As the European Union moves toward the full application of the EU Emissions Trading System to maritime transport in 2026, the Port of the Bay of Algeciras is entering a decisive phase. Public statements and sector reporting from Spanish and European port institutions underline a shared concern that the cumulative impact of ETS compliance costs, combined with an increasingly unstable geopolitical and regulatory environment, will materially affect port competitiveness. For Algeciras, a major transshipment hub located at the EU’s southern gateway, the issue is not environmental ambition itself, but the asymmetric conditions under which that ambition is being implemented.

ETS Expansion and Market Exposure

The maritime extension of the EU ETS follows a gradual phase-in, moving from partial coverage to full exposure in 2026. Port authorities, including Algeciras, have formally acknowledged that shipping lines calling at EU ports will face rising carbon costs that are not borne by competitors operating through non-EU ports in close geographic proximity. Official interventions by APBA leadership, echoed through national port forums and the European Sea Ports Organisation, frame this as a structural risk rather than a short-term adjustment. The concern is that traffic, particularly transshipment volumes, could be diverted to ports outside the EU regulatory perimeter, not due to operational inefficiency but because of regulatory cost differentials.

Operational and Policy Implications for Ports

From an operational perspective, the challenge extends beyond shipping lines to the broader port ecosystem. Increased ETS-related costs influence routing decisions, terminal utilisation and long-term investment planning. At the policy level, port authorities have signalled their intention to document and quantify these effects through established institutional channels such as Puertos del Estado and European port observatories. These efforts are positioned as evidence-based contributions to the ongoing evaluation clauses embedded in EU legislation, rather than as opposition to decarbonisation objectives.

Key Concepts Shaping the Debate

At the centre of the discussion is the EU ETS as applied to maritime transport, a market-based mechanism designed to internalise the cost of greenhouse gas emissions. Closely linked is the concept of carbon leakage, here understood in a maritime context as the relocation of port calls and logistics activities outside the EU to avoid regulatory costs. A further element is the absence, so far, of a fully aligned global framework under the International Maritime Organization, which European port authorities have cited as a source of regulatory fragmentation and competitive imbalance.

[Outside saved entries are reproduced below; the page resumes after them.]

impl FormShared {
    fn snapshot(&self, core: &FormCore, is_validated: bool, is_resetted: bool) -> FormSnapshot {
        let errors = match &self.map_errors {
            Some(map) => map(&core.errors),
            None => core.errors.clone(),
        };
        let is_valid = if core.interacted {
            Some(all_null(&errors))
        } else {
            None
        };
        FormSnapshot {
            state: core.state.clone(),
            errors,
            status: Status {
                is_valid,
                is_validated,
                is_resetted,
            },
        }
    }

    /// Apply the field's primary reducer for an accepted value.
    fn reduce_main(&self, core: &mut FormCore, idx: usize, raw: &Value, effects: &mut Effects) {
        match &core.fields[idx].reducer {
            FieldReducer::Sync(reduce) => {
                let reduce = Arc::clone(reduce);
                let prev = core.state.clone();
                core.state = reduce(&prev, raw);
                if !self.adapter.equals(&prev, &core.state) {
                    core.pending_validate = None;
                }
                effects.emit = Some(self.snapshot(core, false, false));
            }
            FieldReducer::Stream(pairs) => {
                // The next state (and its emission) arrives through the
                // reducer's output stream.
                let pairs = pairs.clone();
                effects
                    .feed
                    .push((pairs, (core.state.clone(), raw.clone())));
            }
        }
    }

    fn handle_input(self: &Arc<Self>, idx: usize, value: &Value) {
        let mut effects = Effects::default();
        let validated = {
            let mut core = self.core.lock().unwrap();
            if !self.output.is_active() {
                trace!(field = idx, "input dropped, form inactive");
                return;
            }
            core.interacted = true;
            let run = core.fields[idx]
                .validator
                .as_ref()
                .map(|validator| Arc::clone(&validator.run));
            match run {
                Some(run) => {
                    let seq = core.fields[idx].issue_seq();
                    let state = core.state.clone();
                    Some((run, seq, state))
                }
                None => {
                    self.reduce_main(&mut core, idx, value, &mut effects);
                    None
                }
            }
        };
        run_effects(self, effects);

        if let Some((run, seq, state)) = validated {
            trace!(field = idx, seq, "validating input");
            match run_validator(&run, value, &state) {
                Validation::Ready(error) => self.on_field_result(idx, seq, value, error),
                Validation::Pending(promise) => {
                    let weak = Arc::downgrade(self);
                    let raw = value.clone();
                    promise.on_settle(move |result| {
                        if let Some(shared) = weak.upgrade() {
                            let error = match result {
                                Ok(value) => value,
                                Err(message) => Value::String(message),
                            };
                            shared.on_field_result(idx, seq, &raw, error);
                        }
                    });
                }
            }
        }
    }

    /// A validation verdict for one input event. Only the verdict matching
    /// the field's latest input is accepted; anything older is stale.
    fn on_field_result(self: &Arc<Self>, idx: usize, seq: u64, raw: &Value, error: Value) {
        let mut effects = Effects::default();
        {
            let mut core = self.core.lock().unwrap();
            if core.fields[idx].latest_input != seq {
                debug!(field = idx, seq, "stale validation result discarded");
                return;
            }
            let Some(key) = core.fields[idx]
                .validator
                .as_ref()
                .map(|validator| validator.key.clone())
            else {
                return;
            };
            if error.is_null() {
                core.errors.insert(key, Value::Null);
                self.reduce_main(&mut core, idx, raw, &mut effects);
            } else {
                // Store the raw value so controlled inputs stay in sync; the
                // primary reducer is skipped.
                let set = core.fields[idx]
                    .validator
                    .as_ref()
                    .map(|validator| Arc::clone(&validator.set));
                if let Some(set) = set {
                    let prev = core.state.clone();
                    core.state = set(&prev, raw);
                    if !self.adapter.equals(&prev, &core.state) {
                        core.pending_validate = None;
                    }
                }
                core.errors.insert(key, error);
                effects.emit = Some(self.snapshot(&core, false, false));
            }
        }
        run_effects(self, effects);
    }

    /// A state produced by a stream reducer's output.
    fn handle_reduced_state(self: &Arc<Self>, next: &Value) {
        let mut effects = Effects::default();
        {
            let mut core = self.core.lock().unwrap();
            core.interacted = true;
            let prev = core.state.clone();
            core.state = next.clone();
            if !self.adapter.equals(&prev, &core.state) {
                core.pending_validate = None;
            }
            effects.emit = Some(self.snapshot(&core, false, false));
        }
        run_effects(self, effects);
    }

    fn start_validate(self: &Arc<Self>) -> SnapshotFuture {
        let mut effects = Effects::default();
        let mut work: Vec<(String, ValidatorFn, Value, Value)> = Vec::new();
        let mut started = None;
        let future = {
            let mut core = self.core.lock().unwrap();
            if let Some((_, future)) = &core.pending_validate {
                trace!("validate already in flight");
                return future.clone();
            }
            let (sender, receiver) = oneshot::channel();
            let future = receiver.shared();
            core.next_serial += 1;
            let serial = core.next_serial;
            core.interacted = true;

            for field in &core.fields {
                if let Some(validator) = &field.validator {
                    work.push((
                        validator.key.clone(),
                        Arc::clone(&validator.run),
                        (validator.get)(&core.state),
                        core.state.clone(),
                    ));
                }
            }

            if work.is_empty() {
                // A form without validators still answers validate().
                let snapshot = self.snapshot(&core, true, false);
                effects.emit = Some(snapshot.clone());
                effects.resolve.push((sender, snapshot));
            } else {
                core.passes.push(ValidatePass {
                    serial,
                    pending: work.iter().map(|(key, ..)| key.clone()).collect(),
                    results: ErrorMap::new(),
                    sender: Some(sender),
                });
                core.pending_validate = Some((serial, future.clone()));
                started = Some(serial);
            }
            future
        };
        run_effects(self, effects);

        if let Some(serial) = started {
            debug!(serial, validators = work.len(), "validation pass started");
            for (key, run, value, state) in work {
                match run_validator(&run, &value, &state) {
                    Validation::Ready(error) => self.on_pass_result(serial, &key, error),
                    Validation::Pending(promise) => {
                        let weak = Arc::downgrade(self);
                        promise.on_settle(move |result| {
                            if let Some(shared) = weak.upgrade() {
                                let error = match result {
                                    Ok(value) => value,
                                    Err(message) => Value::String(message),
                                };
                                shared.on_pass_result(serial, &key, error);
                            }
                        });
                    }
                }
            }
        }
        future
    }

    fn on_pass_result(self: &Arc<Self>, serial: u64, key: &str, error: Value) {
        let mut effects = Effects::default();
        {
            let mut core = self.core.lock().unwrap();
            let Some(pos) = core.passes.iter().position(|pass| pass.serial == serial) else {
                debug!(serial, key, "result for finished validation pass discarded");
                return;
            };
            let finished = {
                let pass = &mut core.passes[pos];
                pass.pending.remove(key);
                pass.results.insert(key.to_string(), error);
                pass.pending.is_empty()
            };
            if finished {
                let mut pass = core.passes.remove(pos);
                for (key, error) in std::mem::take(&mut pass.results) {
                    core.errors.insert(key, error);
                }
                if matches!(&core.pending_validate, Some((s, _)) if *s == serial) {
                    core.pending_validate = None;
                }
                let snapshot = self.snapshot(&core, true, false);
                effects.emit = Some(snapshot.clone());
                if let Some(sender) = pass.sender.take() {
                    effects.resolve.push((sender, snapshot));
                }
            }
        }
        run_effects(self, effects);
    }

    fn start_reset(self: &Arc<Self>) -> SnapshotFuture {
        let mut effects = Effects::default();
        let (sender, receiver) = oneshot::channel();
        let future = receiver.shared();
        {
            let mut core = self.core.lock().unwrap();
            trace!("form reset");
            // In-flight validations for old inputs must not land after reset.
            for field in &mut core.fields {
                field.bump();
            }
            core.errors.clear();
            core.interacted = false;
            core.pending_validate = None;
            core.state = match (&self.reset_combine, &core.reset_latest) {
                (Some(combine), Some(latest)) => combine(&core.initial, latest),
                _ => core.initial.clone(),
            };
            let snapshot = self.snapshot(&core, false, true);
            effects.emit = Some(snapshot.clone());
            effects.resolve.push((sender, snapshot));
        }
        run_effects(self, effects);
        future
    }

    fn on_external(self: &Arc<Self>, combine: &CombineErrorsFn, external: &ErrorMap) {
        let mut effects = Effects::default();
        {
            let mut core = self.core.lock().unwrap();
            core.interacted = true;
            core.errors = combine(&core.errors, external);
            effects.emit = Some(self.snapshot(&core, false, false));
        }
        run_effects(self, effects);
    }

    fn on_reset_latest(&self, value: &Value) {
        self.core.lock().unwrap().reset_latest = Some(value.clone());
    }

    fn on_initial(self: &Arc<Self>, value: &Value) {
        let mut effects = Effects::default();
        {
            let mut core = self.core.lock().unwrap();
            if core.latched {
                return;
            }
            core.latched = true;
            core.initial = value.clone();
            core.state = value.clone();
            effects.emit = Some(self.snapshot(&core, false, false));
        }
        run_effects(self, effects);
    }
}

What This Signals for 2026 and Beyond

The outlook presented by Algeciras and other European ports suggests that 2026 will function as a real-world stress test of the EU ETS maritime design. Officially expressed expectations focus on close monitoring of traffic patterns, cost pass-through mechanisms and competitive impacts, with the aim of informing potential policy adjustments. Within the limits of what has been publicly stated, the message is consistent: decarbonisation is accepted as a strategic direction, but its credibility and effectiveness depend on implementation that preserves a level playing field and avoids unintended distortions in global maritime trade.